Authors : Lakshmikanth Ramiah Madanagopaal, Priya Subashchandrabose, Ganesan S P
DOI : 10.18231/j.ijpo.2021.032
Volume : 8
Issue : 1
Year : 2021
Page No : 166-169
Mixed- phenotype acute leukaemia (MPAL) is very rare and accounts for less than 4% of acute leukaemia. Most cases of MPAL described in literature, are of T/myeloid or B/myeloid phenotype. MPAL T/B cell lineage is exceptional and occasional cases reported so far, are leukaemia with bone marrow involvement. Our case, on immunophenotyping, exhibited evidence of T and B- Lymphoid lineage. It could be diagnosed neither as MPAL, because the bone marrow was not involved, nor as lymphoblastic lymphoma because of the bi phenotypic expression of both T and B cell antigens. Hence, we reported it as Mixed phenotypic (T cell/B cell) Lymphoblastic Lymphoma.
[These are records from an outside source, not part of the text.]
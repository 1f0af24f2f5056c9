//! Nearest-neighbour matching over an HNSW index
//!
//! The index is built once per candidate batch and queried by every
//! reference vector for at least `top_x` neighbours. Each returned neighbour
//! is re-scored with the exact cosine of the pair, so a score reported here
//! equals the exact score of that pair; what is approximate is which pairs
//! are found. Batches too small to index are scanned exhaustively.

use super::{MatchCandidate, SimilarityStrategy, VectorSpace};
use crate::vector_math::{similarity_matrix, UnitVector};
use hnsw_rs::prelude::*;
use preprintbot_common::config::AnnConfig;
use preprintbot_common::errors::Result;
use preprintbot_common::recommendations::MatchMethod;
use tracing::debug;

/// HNSW needs a handful of points to build a usable graph
const MIN_INDEX_SIZE: usize = 10;

/// Upper bound on HNSW layers
const MAX_LAYERS: usize = 16;

#[derive(Debug, Clone, Copy)]
pub struct ApproximateIndex {
    config: AnnConfig,
    /// Lower bound on neighbours per query, raised to the run's `top_x`
    min_neighbours: usize,
}

impl ApproximateIndex {
    pub fn new(config: AnnConfig) -> Self {
        Self {
            config,
            min_neighbours: 1,
        }
    }

    /// Query at least `top_x` neighbours per reference vector
    pub fn with_top_x(mut self, top_x: usize) -> Self {
        self.min_neighbours = top_x.max(1);
        self
    }

    pub fn config(&self) -> &AnnConfig {
        &self.config
    }

    fn uses_index(&self, num_vectors: usize) -> bool {
        num_vectors >= MIN_INDEX_SIZE && self.config.should_use_ann(num_vectors)
    }

    /// Neighbours requested per reference vector, capped at the batch size
    fn neighbours_per_query(&self, num_vectors: usize) -> usize {
        self.config
            .neighbors
            .max(self.min_neighbours)
            .min(num_vectors)
    }

    /// Candidate positions nearest to each reference, one list per reference
    fn index_search(&self, references: &VectorSpace, candidates: &VectorSpace) -> Vec<Vec<usize>> {
        let nb_elem = candidates.len();
        let k = self.neighbours_per_query(nb_elem);
        let nb_layer = MAX_LAYERS.min((nb_elem as f32).ln().trunc() as usize);
        debug!(vectors = nb_elem, nb_layer, k, "Building HNSW index");

        let hnsw = Hnsw::<f32, DistCosine>::new(
            self.config.m,
            nb_elem,
            nb_layer,
            self.config.ef_construction,
            DistCosine {},
        );

        let data: Vec<Vec<f32>> = candidates.units.iter().map(UnitVector::to_f32).collect();
        let insertion: Vec<(&Vec<f32>, usize)> = data.iter().enumerate().map(|(i, v)| (v, i)).collect();
        hnsw.parallel_insert(&insertion);

        let queries: Vec<Vec<f32>> = references.units.iter().map(UnitVector::to_f32).collect();
        let ef = self.config.ef_search.max(k);

        hnsw.parallel_search(&queries, k, ef)
            .into_iter()
            .map(|found| {
                found
                    .into_iter()
                    .map(|neighbour| neighbour.get_origin_id())
                    .filter(|&idx| idx < nb_elem)
                    .collect()
            })
            .collect()
    }
}

/// Every reference/candidate pair, for spaces too small to index
fn exhaustive(references: &VectorSpace, candidates: &VectorSpace) -> Result<Vec<MatchCandidate>> {
    let matrix = similarity_matrix(&references.units, &candidates.units)?;

    let mut matches = Vec::with_capacity(references.len() * candidates.len());
    for (row, scores) in matrix.into_iter().enumerate() {
        for (candidate, score) in candidates.sources.iter().zip(scores) {
            matches.push(MatchCandidate {
                candidate_paper_id: candidate.paper_id,
                score,
                reference: references.sources[row],
                candidate: *candidate,
                approximate: true,
            });
        }
    }
    Ok(matches)
}

impl SimilarityStrategy for ApproximateIndex {
    fn method(&self) -> MatchMethod {
        MatchMethod::Approximate
    }

    fn find_matches(
        &self,
        references: &VectorSpace,
        candidates: &VectorSpace,
    ) -> Result<Vec<MatchCandidate>> {
        if references.is_empty() || candidates.is_empty() {
            return Ok(Vec::new());
        }
        if !self.uses_index(candidates.len()) {
            return exhaustive(references, candidates);
        }

        let mut matches = Vec::new();
        for (row, found) in self.index_search(references, candidates).into_iter().enumerate() {
            for column in found {
                let candidate = candidates.sources[column];
                matches.push(MatchCandidate {
                    candidate_paper_id: candidate.paper_id,
                    score: references.units[row].dot(&candidates.units[column])?,
                    reference: references.sources[row],
                    candidate,
                    approximate: true,
                });
            }
        }

        Ok(matches)
    }
}
//! Recommendation run entity

use crate::errors::Result as AppResult;
use crate::recommendations::{RecommendationRun, RunStatus};
use sea_orm::entity::prelude::*;
use serde::{Deserialize, Serialize};

#[derive(Clone, Debug, PartialEq, Eq, DeriveEntityModel, Serialize, Deserialize)]
#[sea_orm(table_name = "recommendation_runs")]
pub struct Model {
    #[sea_orm(primary_key)]
    pub id: i64,

    pub reference_corpus_id: i64,

    pub candidate_corpus_id: i64,

    #[sea_orm(column_type = "Text")]
    pub threshold_level: String,

    #[sea_orm(column_type = "Text")]
    pub method: String,

    #[sea_orm(column_type = "Text")]
    pub status: String,

    #[sea_orm(column_type = "Text", nullable)]
    pub error_code: Option<String>,

    #[sea_orm(column_type = "Text", nullable)]
    pub error_message: Option<String>,

    /// Vectors skipped for zero magnitude
    pub degenerate_vectors: i64,

    pub created_at: DateTimeWithTimeZone,

    pub completed_at: Option<DateTimeWithTimeZone>,
}

impl Model {
    /// Get the run status as an enum
    pub fn run_status(&self) -> AppResult<RunStatus> {
        self.status.parse()
    }

    pub fn into_run(self) -> AppResult<RecommendationRun> {
        let status = self.run_status()?;
        Ok(RecommendationRun {
            id: self.id,
            reference_corpus_id: self.reference_corpus_id,
            candidate_corpus_id: self.candidate_corpus_id,
            threshold_level: self.threshold_level,
            method: self.method,
            status,
            error_code: self.error_code,
            error_message: self.error_message,
            degenerate_vectors: self.degenerate_vectors,
            created_at: self.created_at.into(),
            completed_at: self.completed_at.map(Into::into),
        })
    }
}

#[derive(Copy, Clone, Debug, EnumIter, DeriveRelation)]
pub enum Relation {
    #[sea_orm(has_many = "super::recommendation::Entity")]
    Recommendations,
}

impl Related<super::recommendation::Entity> for Entity {
    fn to() -> RelationDef {
        Relation::Recommendations.def()
    }
}

impl ActiveModelBehavior for ActiveModel {}
//! PreprintBot Matcher
//!
//! Matching and recommendation engine:
//! - Cosine similarity primitives
//! - Per-paper grouping of abstract and section embeddings
//! - Exact and HNSW-backed similarity strategies
//! - Max-pooled aggregation, threshold filtering, deterministic ranking
//! - Run orchestration with atomic persistence

pub mod aggregation;
pub mod grouping;
pub mod orchestrator;
pub mod ranking;
pub mod strategy;
pub mod summary;
pub mod threshold;
pub mod vector_math;

pub use orchestrator::{CancelFlag, RunOrchestrator, RunPolicy, RunReport};
pub use ranking::RankedPaper;
pub use strategy::{ApproximateIndex, ExactCosine, SimilarityStrategy};
pub use threshold::{ThresholdPolicy, ThresholdSpec};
This is the first case, extra medullary as well as extra lymphoid in location, presenting as right elbow synovial lesion. We also discuss the potential diagnostic pitfalls and emphasise the importance of Immunohistochemistry in diagnosis of lymphoblastic lymphomas.
Keywords: Biphenotypic leukemia /Lymphoma, Bone, Extramedullary, Extralymphoid, Mixed phenotype acute leukemia, Synovium, T/B cell phenotype.